Article on Counter narratives and Wikipedia


So I have been hopelessly, shamefully bad at posting to my blog.  I haven't fallen off the face of the earth, just really busy with lots of different things.  Here's an abstract for an essay I've just finished writing and is under review for a special issue of 'Language and Literature'. If you'd like to read the full draft, please email me.

Counter narratives and controversial crimes: The Wikipedia article for the ‘Murder of Meredith Kercher’
Narrative theorists have long recognised that narrative is a selective mode of representation. There is always more than one way to tell a story, which may alter according to its teller, audience and the social or historical context in which the story is told.  But multiple versions of the ‘same’ events are not always valued in the same way: some versions may become established as dominant accounts, whilst others may be marginalised or resist hegemony as counter narratives (Bamberg and Andrews, 2004).  This essay explores the potential of Wikipedia as a site for positioning counter and dominant narratives.  Through the analysis of linearity and tellership (Ochs and Capps, 2001) as exemplified through revisions of a particular article (‘The Murder of Meredith Kercher’), I show how structural choices (open versus closed sequences) and tellership (single versus multiple narrators) function as mechanisms to prioritise different dominant narratives over time and across different cultural contexts.  The case study points to the dynamic and relative nature of dominant and counter narratives.  In the ‘Murder of Meredith Kercher’ the counter narratives of the suspects’ guilt or innocence and their position as villains or victims depended on national context, and changed over time.  The changes in the macro-social narratives are charted in the micro-linguistic analysis of structure, citations and quoted speech in four selected versions of the article, taken from the English and Italian Wikipedias. 
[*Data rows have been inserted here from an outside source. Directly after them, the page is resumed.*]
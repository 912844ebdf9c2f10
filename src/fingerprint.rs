//! Artifact fingerprinting
//!
//! Two independent key derivations for the same uploaded artifact:
//!
//! - a *content fingerprint* over the raw bytes, stable across re-uploads
//!   of the same file regardless of filename;
//! - a *text fingerprint* over a normalized, order-insensitive reduction of
//!   the extracted text, stable across extraction noise and reformatting
//!   between runs on the same logical document.
//!
//! Both produce a SHA-256 hex digest. Fingerprints are computed per request
//! and never persisted; the cache stores entries under whichever key the
//! caller chose.

use once_cell::sync::Lazy;
use regex::Regex;
use sha2::{Digest, Sha256};
use std::path::Path;

/// Number of meaningful words folded into the text fingerprint
const KEY_WORD_COUNT: usize = 500;

/// Minimum word length considered meaningful
const MIN_WORD_LEN: usize = 4;

/// Characters of raw text hashed when normalization yields nothing
const FALLBACK_PREFIX_CHARS: usize = 1000;

/// Page markers injected by text extraction, e.g. `=== page 12 ===`
static PAGE_MARKER: Lazy<Regex> =
    Lazy::new(|| Regex::new(r"=== page \d+ ===").expect("valid page marker regex"));

fn digest(data: &[u8]) -> String {
    hex::encode(Sha256::digest(data))
}

/// Compute the content fingerprint of raw artifact bytes
///
/// Identical bytes always yield the identical key; any difference yields an
/// unrelated key.
pub fn content_fingerprint(bytes: &[u8]) -> String {
    digest(bytes)
}

/// Compute the content fingerprint of a file on disk
///
/// Never fails: if the file cannot be read, falls back to a digest of
/// `"{filename}_{filesize}"`, and if the size cannot be read either, to a
/// digest of the path string. Every fallback still produces a
/// valid-format key.
pub fn content_fingerprint_for_file(path: &Path) -> String {
    match std::fs::read(path) {
        Ok(bytes) => digest(&bytes),
        Err(e) => {
            tracing::warn!(
                path = %path.display(),
                "Failed to read artifact for fingerprinting, using fallback key: {e}"
            );
            let filename = path
                .file_name()
                .map(|n| n.to_string_lossy().into_owned())
                .unwrap_or_else(|| path.to_string_lossy().into_owned());
            match std::fs::metadata(path) {
                Ok(meta) => digest(format!("{}_{}", filename, meta.len()).as_bytes()),
                Err(_) => digest(path.to_string_lossy().as_bytes()),
            }
        }
    }
}

/// Compute the text fingerprint of extracted document text
///
/// The text is normalized so that incidental reformatting or re-extraction
/// differences produce the same key: lowercased, page markers removed,
/// punctuation flattened, then reduced to the first 500 meaningful words
/// sorted lexicographically. Two documents sharing that vocabulary are
/// indistinguishable to this key.
pub fn text_fingerprint(text: &str) -> String {
    let words = meaningful_words(text);
    if words.is_empty() {
        // Nothing survived normalization; hash a raw prefix instead so the
        // key is still deterministic for this input.
        let prefix: String = text.chars().take(FALLBACK_PREFIX_CHARS).collect();
        return digest(prefix.as_bytes());
    }

    let mut key_words: Vec<String> = words.into_iter().take(KEY_WORD_COUNT).collect();
    key_words.sort_unstable();
    digest(key_words.join(" ").as_bytes())
}

/// Reduce text to its meaningful words, in original order
///
/// Lowercases, strips page markers, replaces every character that is not an
/// ASCII letter, digit, or whitespace with a space, then drops words shorter
/// than four characters and purely numeric words.
fn meaningful_words(text: &str) -> Vec<String> {
    let lowered = text.to_lowercase();
    let stripped = PAGE_MARKER.replace_all(lowered.trim(), "");

    let cleaned: String = stripped
        .chars()
        .map(|c| {
            if c.is_ascii_alphanumeric() || c.is_whitespace() {
                c
            } else {
                ' '
            }
        })
        .collect();

    cleaned
        .split_whitespace()
        .filter(|w| w.len() >= MIN_WORD_LEN && !w.bytes().all(|b| b.is_ascii_digit()))
        .map(str::to_string)
        .collect()
}
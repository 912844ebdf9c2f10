//! Cache entry model and on-disk format
//!
//! Entries are stored as one `<key>.json` file per key. The stored shape has
//! drifted across schema versions: the `result` field is either the analysis
//! text itself (current) or a nested object carrying its own `result` and
//! `visualizations` (legacy double-wrapped entries, and entries whose
//! timestamps were written without a timezone). Both shapes are modeled
//! explicitly and normalized into a flat [`CacheEntry`] once, at read time.

use crate::error::{CacheError, Result};
use chrono::{DateTime, NaiveDateTime, Utc};
use serde::{Deserialize, Serialize};

/// A single generated visualization referenced by an analysis result
#[derive(Debug, Clone, Serialize, Deserialize, PartialEq, Eq)]
pub struct Visualization {
    /// Display title
    pub title: String,
    /// Short description of what the visualization shows
    pub description: String,
    /// Path to the rendered image, relative to the visualization root
    pub path: String,
}

/// The `result` field as it appears on disk
#[derive(Debug, Clone, Serialize, Deserialize)]
#[serde(untagged)]
pub enum StoredResult {
    /// Current format: the analysis text itself
    Text(String),
    /// Legacy format: a full entry object was written into the result slot
    Nested {
        result: String,
        #[serde(default)]
        visualizations: Option<Vec<Visualization>>,
    },
}

/// On-disk entry format
#[derive(Debug, Clone, Serialize, Deserialize)]
pub struct StoredEntry {
    pub result: StoredResult,
    #[serde(default, skip_serializing_if = "Option::is_none")]
    pub visualizations: Option<Vec<Visualization>>,
    /// ISO-8601 creation time; legacy writers emitted timezone-naive stamps
    pub timestamp: String,
    #[serde(default)]
    pub version: Option<String>,
}

impl StoredEntry {
    /// Build a fresh entry stamped with the current time and the given
    /// schema version
    pub fn new(
        result: String,
        visualizations: Option<Vec<Visualization>>,
        version: &str,
    ) -> Self {
        Self {
            result: StoredResult::Text(result),
            visualizations,
            timestamp: Utc::now().to_rfc3339(),
            version: Some(version.to_string()),
        }
    }

    /// Flatten the stored shape into a normalized [`CacheEntry`]
    ///
    /// Legacy double-wrapped results are unwrapped; a missing version
    /// normalizes to `"unknown"`, which no validity check accepts. Fails
    /// only on an unparsable timestamp.
    pub fn normalize(self, key: &str) -> Result<CacheEntry> {
        let timestamp = parse_timestamp(&self.timestamp).ok_or_else(|| {
            CacheError::CorruptEntry {
                key: key.to_string(),
                reason: format!("unparsable timestamp '{}'", self.timestamp),
            }
        })?;

        let (result, nested_visualizations) = match self.result {
            StoredResult::Text(text) => (text, None),
            StoredResult::Nested {
                result,
                visualizations,
            } => (result, visualizations),
        };

        Ok(CacheEntry {
            key: key.to_string(),
            result,
            visualizations: self.visualizations.or(nested_visualizations),
            timestamp,
            version: self.version.unwrap_or_else(|| "unknown".to_string()),
        })
    }
}

/// A normalized cache entry, immutable once written
#[derive(Debug, Clone, PartialEq, Eq)]
pub struct CacheEntry {
    /// Hex digest the entry is stored under (taken from the filename)
    pub key: String,
    /// The analysis payload
    pub result: String,
    /// Optional visualization manifest
    pub visualizations: Option<Vec<Visualization>>,
    /// Creation time
    pub timestamp: DateTime<Utc>,
    /// Schema version tag
    pub version: String,
}

impl CacheEntry {
    /// Whole days elapsed since the entry was written
    pub fn age_days(&self, now: DateTime<Utc>) -> i64 {
        (now - self.timestamp).num_days()
    }
}

/// Parse an ISO-8601 timestamp, accepting both RFC 3339 and the
/// timezone-naive form legacy writers produced (naive stamps are read
/// as UTC)
fn parse_timestamp(raw: &str) -> Option<DateTime<Utc>> {
    if let Ok(dt) = DateTime::parse_from_rfc3339(raw) {
        return Some(dt.with_timezone(&Utc));
    }
    NaiveDateTime::parse_from_str(raw, "%Y-%m-%dT%H:%M:%S%.f")
        .ok()
        .map(|naive| naive.and_utc())
}
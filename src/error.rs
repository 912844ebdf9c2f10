//! Error types for papercache

use thiserror::Error;

/// Result type alias for cache operations
pub type Result<T> = std::result::Result<T, CacheError>;

/// Error types for cache operations
#[derive(Error, Debug)]
pub enum CacheError {
    /// Cache directory could not be created or listed
    #[error("Cache storage error: {0}")]
    Storage(String),

    /// Stored entry could not be parsed
    #[error("Corrupt cache entry '{key}': {reason}")]
    CorruptEntry { key: String, reason: String },

    /// Invalid configuration provided
    #[error("Invalid configuration: {0}")]
    InvalidConfig(String),

    /// Conflicting CLI actions
    #[error("Action conflict: specify only one of --sweep, --clear, or --fingerprint")]
    ActionConflict,

    /// I/O error during file operations
    #[error("I/O error: {0}")]
    Io(#[from] std::io::Error),
}
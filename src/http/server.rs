//! HTTP server side of a connection
//!
//! This module reads one request per connection from a session.

use super::parser::request_from_reader_with_config;
use super::{HttpSession, ParserConfig, Request, Result, SessionOps};
use std::time::Duration;
use tracing::debug;

/// HTTP server
///
/// Owns one session and parses requests from it, one fresh parser per call.
pub struct HttpServer<S: SessionOps> {
    session: HttpSession<S>,
    config: ParserConfig,
}

impl<S: SessionOps> HttpServer<S> {
    /// Create a new HTTP server with a session
    pub fn new(session: S) -> Self {
        Self::with_config(session, ParserConfig::default())
    }

    /// Create a new HTTP server with a session and parser configuration
    pub fn with_config(session: S, config: ParserConfig) -> Self {
        HttpServer {
            session: HttpSession::new(session),
            config,
        }
    }

    /// Set the timeout for reads
    pub fn set_timeout(&mut self, timeout: Option<Duration>) {
        self.session.set_timeout(timeout);
    }

    /// Receive an HTTP request
    pub fn receive_request(&mut self) -> Result<Request> {
        let request = request_from_reader_with_config(&mut self.session, &self.config)?;
        debug!(
            method = request.method(),
            target = request.target(),
            body = request.body().len(),
            "received request"
        );
        Ok(request)
    }

    /// Close the connection
    pub fn close(&mut self) -> Result<()> {
        self.session.close()
    }
}
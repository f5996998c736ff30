//! HTTP/1.1 request parsing
//!
//! This module turns a stream of byte chunks into a single parsed request.
//! Nothing here assumes that a read lines up with a request line, a header,
//! or the body: every sub-parser works on whatever has been buffered so far
//! and reports how much of it could be used.
//!
//! # Architecture
//!
//! - [`Headers`] stores header fields and parses one header line at a time
//! - [`parse_request_line`] validates `METHOD SP TARGET SP HTTP/1.1`
//! - [`BodyAccumulator`] tracks body bytes against `content-length`
//! - [`RequestParser`] owns the buffer and the current phase, and drives the
//!   sub-parsers until no more progress can be made
//! - [`request_from_reader`] reads chunks from any `std::io::Read` and feeds
//!   the parser until the request is complete or the stream ends
//!
//! # Examples
//!
//! ```
//! use httpfromtcp::http::request_from_reader;
//!
//! let raw: &[u8] = b"GET / HTTP/1.1\r\nHost: localhost:42069\r\n\r\n";
//! let request = request_from_reader(raw).unwrap();
//!
//! assert_eq!(request.method(), "GET");
//! assert_eq!(request.target(), "/");
//! assert_eq!(request.headers().get("Host"), Some("localhost:42069"));
//! ```

pub mod body;
pub mod headers;
pub mod message;
pub mod parser;
pub mod server;
pub mod session;

pub use body::BodyAccumulator;
pub use headers::Headers;
pub use message::{Request, RequestLine};
pub use parser::{
    parse_request_line, request_from_reader, request_from_reader_with_config, ParserConfig,
    Phase, RequestParser,
};
pub use server::HttpServer;
pub use session::{HttpSession, SessionOps};

/// Result type for HTTP operations
pub type Result<T> = std::result::Result<T, Error>;

/// HTTP parsing errors
#[derive(Debug, thiserror::Error)]
pub enum Error {
    #[error("I/O error: {0}")]
    Io(#[from] std::io::Error),

    #[error("Network error: {0}")]
    Network(#[from] crate::net::Error),

    #[error("Invalid request line: expected 3 parts, got {0}")]
    InvalidRequestLine(usize),

    #[error("Invalid HTTP method: {0:?}")]
    InvalidMethod(String),

    #[error("Invalid request target: {0:?} must start with '/'")]
    InvalidTarget(String),

    #[error("Invalid HTTP version: {0:?}")]
    InvalidVersion(String),

    #[error("Unsupported HTTP version: {0:?}, only 1.1 is accepted")]
    UnsupportedVersion(String),

    #[error("Invalid header: {0}")]
    InvalidHeader(String),

    #[error("Invalid character in header name: {0:?}")]
    InvalidHeaderChar(char),

    #[error("Stream ended while parsing {0}")]
    IncompleteHead(Phase),

    #[error("Request not finished: parser is still in {0}")]
    Unfinished(Phase),

    #[error("Invalid Content-Length: {0:?}")]
    InvalidContentLength(String),

    #[error("Too much data sent: body is {received} bytes, content-length is {declared}")]
    BodyTooLong { declared: usize, received: usize },

    #[error("Body shorter than content-length: got {received} bytes, expected {declared}")]
    BodyTooShort { declared: usize, received: usize },

    #[error("Timeout")]
    Timeout,

    #[error("Parser already failed")]
    Poisoned,
}

impl Error {
    /// Returns true for malformed request lines and headers
    pub fn is_format(&self) -> bool {
        matches!(
            self,
            Error::InvalidRequestLine(_)
                | Error::InvalidMethod(_)
                | Error::InvalidTarget(_)
                | Error::InvalidVersion(_)
                | Error::UnsupportedVersion(_)
                | Error::InvalidHeader(_)
                | Error::InvalidHeaderChar(_)
                | Error::IncompleteHead(_)
        )
    }

    /// Returns true for body length violations
    pub fn is_length(&self) -> bool {
        matches!(
            self,
            Error::InvalidContentLength(_) | Error::BodyTooLong { .. } | Error::BodyTooShort { .. }
        )
    }
}

/// Default port the listener binds to
pub const DEFAULT_PORT: u16 = 42069;

/// CRLF line ending
pub const CRLF: &[u8] = b"\r\n";

/// Find the next CRLF in a buffer
pub(crate) fn find_crlf(buf: &[u8]) -> Option<usize> {
    buf.windows(2).position(|w| w == CRLF)
}
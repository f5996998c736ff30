//! Session operations abstraction
//!
//! The parser only needs "read some bytes, or report end-of-input". This
//! module wraps a transport behind [`SessionOps`] and exposes it as a
//! `std::io::Read` with an optional per-read timeout.

use super::{Error, Result};
use std::io::{self, Read};
use std::net::{Shutdown, TcpStream};
use std::os::fd::AsRawFd;
use std::time::Duration;

/// Default per-read timeout
pub const DEFAULT_TIMEOUT: Duration = Duration::from_secs(10);

/// Session operations trait
pub trait SessionOps {
    /// Wait until the session is readable
    ///
    /// Returns false if the timeout expired first.
    fn poll_read(&self, timeout: Option<Duration>) -> Result<bool>;

    /// Read data from the session, `Ok(0)` meaning end-of-input
    fn read(&mut self, buf: &mut [u8]) -> Result<usize>;

    /// Close the session
    fn close(&mut self) -> Result<()>;
}

/// HTTP session wrapping a transport with session operations
pub struct HttpSession<S: SessionOps> {
    session: S,
    timeout: Option<Duration>,
}

impl<S: SessionOps> HttpSession<S> {
    /// Create a new HTTP session
    pub fn new(session: S) -> Self {
        HttpSession {
            session,
            timeout: Some(DEFAULT_TIMEOUT),
        }
    }

    /// Set the timeout for reads, `None` to wait forever
    pub fn set_timeout(&mut self, timeout: Option<Duration>) {
        self.timeout = timeout;
    }

    /// Read data with timeout
    pub fn read_timeout(&mut self, buf: &mut [u8]) -> Result<usize> {
        if !self.session.poll_read(self.timeout)? {
            return Err(Error::Timeout);
        }

        self.session.read(buf)
    }

    /// Close the session
    pub fn close(&mut self) -> Result<()> {
        self.session.close()
    }
}

impl<S: SessionOps> Read for HttpSession<S> {
    fn read(&mut self, buf: &mut [u8]) -> io::Result<usize> {
        self.read_timeout(buf).map_err(|e| match e {
            Error::Io(e) => e,
            Error::Timeout => io::Error::new(io::ErrorKind::TimedOut, "read timed out"),
            other => io::Error::new(io::ErrorKind::Other, other),
        })
    }
}

/// Plain file descriptor session operations
pub struct FdSessionOps {
    stream: TcpStream,
}

impl FdSessionOps {
    /// Create a new FD session operations from a TCP stream
    pub fn new(stream: TcpStream) -> Self {
        FdSessionOps { stream }
    }
}

impl SessionOps for FdSessionOps {
    fn poll_read(&self, timeout: Option<Duration>) -> Result<bool> {
        use libc::{poll, pollfd, POLLIN};

        let mut pfd = pollfd {
            fd: self.stream.as_raw_fd(),
            events: POLLIN,
            revents: 0,
        };

        let timeout_ms = timeout
            .map(|d| d.as_millis().min(i32::MAX as u128) as i32)
            .unwrap_or(-1); // -1 = infinite

        let result = unsafe { poll(&mut pfd as *mut pollfd, 1, timeout_ms) };

        if result < 0 {
            return Err(Error::Io(io::Error::last_os_error()));
        }

        Ok(result > 0)
    }

    fn read(&mut self, buf: &mut [u8]) -> Result<usize> {
        self.stream.read(buf).map_err(Error::from)
    }

    fn close(&mut self) -> Result<()> {
        self.stream.shutdown(Shutdown::Both).map_err(Error::from)
    }
}
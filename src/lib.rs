//! httpfromtcp - incremental HTTP/1.1 request parsing over raw byte streams
//!
//! This crate parses a single HTTP/1.1 request from any source that hands out
//! bytes in arbitrarily sized chunks, plus the TCP plumbing needed to feed it
//! from real connections.

pub mod http;
pub mod net;
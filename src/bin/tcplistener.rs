//! Accepts TCP connections and prints the request parsed from each one.
//!
//! A request without `content-length` is only complete once the client
//! half-closes its side, e.g. `printf 'GET / HTTP/1.1\r\n\r\n' | nc -N 127.0.0.1 42069`.
//!
//! Run with: RUST_LOG=debug cargo run --bin tcplistener -- --addr 127.0.0.1:42069

use clap::Parser;
use httpfromtcp::http::session::FdSessionOps;
use httpfromtcp::http::{self, HttpServer, ParserConfig, Request};
use httpfromtcp::net::{self, Listener};
use std::time::Duration;
use tracing::{info, warn};

/// CLI arguments for `tcplistener`.
#[derive(Debug, Parser)]
#[command(about = "Parse one HTTP/1.1 request per TCP connection and print it")]
struct Args {
    /// Address to listen on.
    #[arg(long, default_value_t = format!("127.0.0.1:{}", http::DEFAULT_PORT))]
    addr: String,

    /// Bytes requested per read.
    #[arg(long, default_value_t = http::parser::DEFAULT_CHUNK_SIZE)]
    chunk_size: usize,

    /// Seconds to wait for each read before giving up on a connection; 0 waits forever.
    #[arg(long, default_value_t = 10)]
    timeout: u64,
}

fn init_tracing() {
    tracing_subscriber::FmtSubscriber::builder()
        .with_env_filter(tracing_subscriber::EnvFilter::from_default_env())
        .init();
}

fn print_request(request: &Request) {
    println!("Request line:");
    println!("- Method: {}", request.method());
    println!("- Target: {}", request.target());
    println!("- Version: {}", request.http_version());

    println!("Headers:");
    for (name, value) in request.headers().iter() {
        println!("- {}: {}", name, value);
    }

    println!("Body:");
    println!("{}", String::from_utf8_lossy(request.body()));
}

fn main() -> http::Result<()> {
    init_tracing();
    let args = Args::parse();

    let config = ParserConfig::new().chunk_size(args.chunk_size);
    let timeout = (args.timeout > 0).then(|| Duration::from_secs(args.timeout));

    let listener = Listener::bind(net::resolve(args.addr.as_str())?)?;

    loop {
        let (stream, peer) = listener.accept()?;
        info!(%peer, "accepted connection");

        let mut server = HttpServer::with_config(FdSessionOps::new(stream), config);
        server.set_timeout(timeout);

        match server.receive_request() {
            Ok(request) => print_request(&request),
            Err(error) => warn!(%peer, %error, "failed to parse request"),
        }

        if let Err(error) = server.close() {
            warn!(%peer, %error, "failed to close connection");
        }
        info!(%peer, "connection closed");
    }
}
I argue that site architecture of Wikipedia is structured in such a way to suppress or foreground narrative controversy in different ways.  The article’s front page is default view for readers where the dominant narrative is likely to be foregrounded and controversy is obscured.  In contrast, the talk pages document a meta-narrative of conflict between contributors as they negotiate which material might be included in the account.  Between the front page and the talk pages is a third, liminal narrative space: the revision pages of the article.  As the prior, but less visible versions of the ongoing narrative-in-progress, the archive allows the recovery of previous retellings, but always subordinates the polyphonic controversy of earlier retellings to the pages hidden behind the hegemonic, superficially unified narrative which is given precedence on the article’s main front page. In this way, Wikipedia is able to manage the tensions of controversial narration, simultaneously acknowledging that no single version of events can tell the ‘whole story’ of these controversial crimes (by allowing access to previous versions of the article), but giving primary position to the version of events most in keeping with Wikipedia’s own values of ‘Neutral Point of View’.